Leiocithara lischkei

Scientific classification
- Kingdom: Animalia
- Phylum: Mollusca
- Class: Gastropoda
- Subclass: Caenogastropoda
- Order: Neogastropoda
- Superfamily: Conoidea
- Family: Mangeliidae
- Genus: Leiocithara
- Species: L. lischkei
- Binomial name: Leiocithara lischkei (E.A. Smith, 1888)
- Synonyms: Mangelia lischkei (E.A. Smith, 1888); Pleurotoma (Mangilia) lischkei E.A. Smith, 1888;

= Leiocithara lischkei =

- Authority: (E.A. Smith, 1888)
- Synonyms: Mangelia lischkei (E.A. Smith, 1888), Pleurotoma (Mangilia) lischkei E.A. Smith, 1888

Species of gastropod

Leiocithara lischkei is a species of sea snail, a marine gastropod mollusk in the family Mangeliidae.

==Description==
The length of the shell attains 6.5 mm, its diameter 2.5 mm.
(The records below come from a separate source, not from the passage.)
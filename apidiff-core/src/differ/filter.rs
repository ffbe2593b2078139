//! Exclusion of attributes and declarations from the diff.

use std::collections::{BTreeSet, HashSet};

use once_cell::sync::Lazy;
use serde::{Deserialize, Serialize};

/// Attribute types hidden from the diff unless the caller supplies its own list.
pub const DEFAULT_EXCLUDED_ATTRIBUTES: &[&str] = &[
    "T:System.AttributeUsageAttribute",
    "T:System.ComponentModel.EditorBrowsableAttribute",
    "T:System.Diagnostics.CodeAnalysis.RequiresDynamicCodeAttribute",
    "T:System.Diagnostics.CodeAnalysis.RequiresUnreferencedCodeAttribute",
    "T:System.Runtime.CompilerServices.CompilerGeneratedAttribute",
    "T:System.Runtime.Versioning.ObsoletedOSPlatformAttribute",
    "T:System.Runtime.Versioning.SupportedOSPlatformAttribute",
    "T:System.Runtime.Versioning.UnsupportedOSPlatformAttribute",
];

static DEFAULT_ATTRIBUTE_SET: Lazy<HashSet<&'static str>> =
    Lazy::new(|| DEFAULT_EXCLUDED_ATTRIBUTES.iter().copied().collect());

/// Which attribute types to suppress.
///
/// An exact empty list suppresses nothing; it is not the same as using the defaults.
#[derive(Clone, Debug, Default, PartialEq, Eq, Serialize, Deserialize)]
#[serde(rename_all = "snake_case")]
pub enum AttributeExclusions {
    #[default]
    UseBuiltInDefaults,
    UseExactList(BTreeSet<String>),
}

impl AttributeExclusions {
    pub fn exact<I, S>(ids: I) -> Self
    where
        I: IntoIterator<Item = S>,
        S: Into<String>,
    {
        AttributeExclusions::UseExactList(ids.into_iter().map(Into::into).collect())
    }
}

/// Membership test for identities that must not appear in the diff.
///
/// Patterns are exact identities; a pattern that matches nothing is harmless.
#[derive(Clone, Debug)]
pub struct ExclusionFilter {
    attributes: Option<HashSet<String>>,
    apis: HashSet<String>,
}

impl ExclusionFilter {
    pub fn new(attributes: &AttributeExclusions, apis: &BTreeSet<String>) -> Self {
        let attributes = match attributes {
            AttributeExclusions::UseBuiltInDefaults => None,
            AttributeExclusions::UseExactList(ids) => Some(ids.iter().cloned().collect()),
        };
        Self {
            attributes,
            apis: apis.iter().cloned().collect(),
        }
    }

    /// Whether a declaration (and with it, its whole subtree) is excluded.
    pub fn is_excluded(&self, identity: &str) -> bool {
        self.apis.contains(identity)
    }

    /// Whether usages of the given attribute type are hidden.
    pub fn is_attribute_excluded(&self, attribute_type: &str) -> bool {
        match &self.attributes {
            None => DEFAULT_ATTRIBUTE_SET.contains(attribute_type),
            Some(ids) => ids.contains(attribute_type),
        }
    }
}

impl Default for ExclusionFilter {
    fn default() -> Self {
        Self::new(&AttributeExclusions::UseBuiltInDefaults, &BTreeSet::new())
    }
}
impl ConversionKind {
    pub fn metadata_name(&self) -> &'static str {
        match self {
            ConversionKind::Implicit => "op_Implicit",
            ConversionKind::Explicit => "op_Explicit",
            ConversionKind::CheckedExplicit => "op_CheckedExplicit",
        }
    }

    pub fn is_checked(&self) -> bool {
        matches!(self, ConversionKind::CheckedExplicit)
    }
}

#[derive(Clone, Copy, Debug, Default, PartialEq, Eq, Hash, Serialize, Deserialize)]
#[serde(rename_all = "snake_case")]
pub enum MethodKind {
    #[default]
    Ordinary,
    Constructor,
    StaticConstructor,
    Destructor,
    Operator(OperatorKind),
    Conversion(ConversionKind),
}

/// Signature fragment of methods, constructors, destructors and operators.
#[derive(Clone, Debug, Default, PartialEq, Eq, Serialize, Deserialize)]
pub struct MethodSymbol {
    #[serde(default)]
    pub method_kind: MethodKind,
    /// `None` means `void`.
    #[serde(default, skip_serializing_if = "Option::is_none")]
    pub return_type: Option<String>,
    #[serde(default, skip_serializing_if = "Vec::is_empty")]
    pub type_parameters: Vec<String>,
    #[serde(default, skip_serializing_if = "Vec::is_empty")]
    pub constraints: Vec<String>,
    #[serde(default, skip_serializing_if = "Vec::is_empty")]
    pub parameters: Vec<Parameter>,
}

#[derive(Clone, Copy, Debug, PartialEq, Eq, Serialize, Deserialize)]
#[serde(rename_all = "snake_case")]
pub enum AccessorKind {
    Get,
    Set,
    Init,
}

impl AccessorKind {
    pub fn keyword(&self) -> &'static str {
        match self {
            AccessorKind::Get => "get",
            AccessorKind::Set => "set",
            AccessorKind::Init => "init",
        }
    }
}

/// A property accessor; `accessibility` is set only when it differs from the property's.
#[derive(Clone, Debug, PartialEq, Eq, Serialize, Deserialize)]
pub struct Accessor {
    pub kind: AccessorKind,
    #[serde(default, skip_serializing_if = "Option::is_none")]
    pub accessibility: Option<Accessibility>,
}

impl Accessor {
    pub fn get() -> Self {
        Self {
            kind: AccessorKind::Get,
            accessibility: None,
        }
    }

    pub fn set() -> Self {
        Self {
            kind: AccessorKind::Set,
            accessibility: None,
        }
    }

    pub fn init() -> Self {
        Self {
            kind: AccessorKind::Init,
            accessibility: None,
        }
    }

    pub fn with_accessibility(mut self, accessibility: Accessibility) -> Self {
        self.accessibility = Some(accessibility);
        self
    }
}

/// Properties and indexers (an indexer is a property with parameters).
#[derive(Clone, Debug, PartialEq, Eq, Serialize, Deserialize)]
pub struct PropertySymbol {
    #[serde(rename = "type")]
    pub ty: String,
    #[serde(default, skip_serializing_if = "Vec::is_empty")]
    pub parameters: Vec<Parameter>,
    #[serde(default)]
    pub accessors: Vec<Accessor>,
}

#[derive(Clone, Debug, PartialEq, Eq, Serialize, Deserialize)]
pub struct FieldSymbol {
    #[serde(rename = "type")]
    pub ty: String,
    /// Present for `const` fields.
    #[serde(default, skip_serializing_if = "Option::is_none")]
    pub constant_value: Option<String>,
}

#[derive(Clone, Debug, PartialEq, Eq, Serialize, Deserialize)]
pub struct EventSymbol {
    #[serde(rename = "type")]
    pub ty: String,
}

#[derive(Clone, Debug, PartialEq, Eq, Serialize, Deserialize)]
pub struct EnumMemberSymbol {
    pub value: i64,
}

/// Kind-specific part of a declaration.
#[derive(Clone, Debug, PartialEq, Eq, Serialize, Deserialize)]
#[serde(tag = "kind", rename_all = "snake_case")]
pub enum Symbol {
    Namespace,
    Type(TypeSymbol),
    Method(MethodSymbol),
    Property(PropertySymbol),
    Field(FieldSymbol),
    Event(EventSymbol),
    EnumMember(EnumMemberSymbol),
}

/// One node of the public API surface.
#[derive(Clone, Debug, PartialEq, Eq, Serialize, Deserialize)]
pub struct Declaration {
    /// Simple name; namespaces carry their full dotted name.
    pub name: String,
    #[serde(default)]
    pub accessibility: Accessibility,
    #[serde(default)]
    pub modifiers: Modifiers,
    /// Compiler-synthesized (e.g. the default constructor of a class).
    #[serde(default)]
    pub is_implicit: bool,
    #[serde(default, skip_serializing_if = "Vec::is_empty")]
    pub attributes: Vec<AttributeUsage>,
    pub symbol: Symbol,
    #[serde(default, skip_serializing_if = "Vec::is_empty")]
    pub children: Vec<Declaration>,
}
The ovate-fusiform shell is turreted. Its color is dark white with very indistinct spiral reddish lines, of which there appear to be three on the body whorl. The shell contains six whorls with a distinct peripheral angle as the result of the presence of a weakly developed peripheral cord. The protoconch is conical and contains 3.5 whorls. The longitudinal sculpture consists of twelve ribs. The spiral sculpture is almost obsolete. The aperture measures about half the total length of the shell. The outer lip is incrassate and slightly sinuate at the top. The short siphonal canal is narrow.

It is closely related to Leiocithara porcellanea Kilburn, 1992 from South Africa.

==Distribution==
This species occurs in the seas off Japan.